___ Data listing ___

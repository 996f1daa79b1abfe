//! Test support helpers: one-call pipelines from source text to parsed,
//! reduced, or printed form, shared by unit and integration tests.

use crate::ast::Program;
use crate::diagnostics::{Diagnostic, EvalResult, Recovery};
use crate::parser::parse_source;
use crate::peval::{Evaluator, ReducedProgram};
use crate::printer::print_program;

/// Parse a program, stringifying any lex or parse error.
pub fn parse(input: &str) -> Result<Program, String> {
    parse_source(input).map_err(|e| e.to_string())
}

/// Partially evaluate in sloppy mode with the recovering handler.
pub fn reduce(input: &str) -> EvalResult<ReducedProgram> {
    reduce_with(input, Recovery::RecoverIfPossible, false)
}

/// Partially evaluate in strict mode with the recovering handler.
pub fn reduce_strict(input: &str) -> EvalResult<ReducedProgram> {
    reduce_with(input, Recovery::RecoverIfPossible, true)
}

pub fn reduce_with(input: &str, mode: Recovery, strict: bool) -> EvalResult<ReducedProgram> {
    let program = parse(input).map_err(crate::diagnostics::EngineError::Invariant)?;
    let mut evaluator = Evaluator::with_recovery(mode);
    evaluator.evaluate_program(&program, strict)
}

/// Reduce and render the residual program as source text.
pub fn reduce_to_source(input: &str) -> EvalResult<String> {
    let reduced = reduce(input)?;
    Ok(print_program(&reduced.body))
}

/// The diagnostics a recovering evaluation records for `input`.
pub fn diagnostics_of(input: &str) -> EvalResult<Vec<Diagnostic>> {
    Ok(reduce(input)?.diagnostics)
}

/// Shorthand for asserting on residual text: collapse all whitespace runs
/// to single spaces so tests compare shape, not formatting.
pub fn flatten(source: &str) -> String {
    source.split_whitespace().collect::<Vec<_>>().join(" ")
}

___

> _Task objective_: From the records above, repeat exactly the lines from the one with "use crate::parser::parse_source;" through the one with "pub fn reduce(input: &str)", both included.

> _Task output_:
use crate::parser::parse_source;
use crate::peval::{Evaluator, ReducedProgram};
use crate::printer::print_program;

/// Parse a program, stringifying any lex or parse error.
pub fn parse(input: &str) -> Result<Program, String> {
    parse_source(input).map_err(|e| e.to_string())
}

/// Partially evaluate in sloppy mode with the recovering handler.
pub fn reduce(input: &str) -> EvalResult<ReducedProgram> {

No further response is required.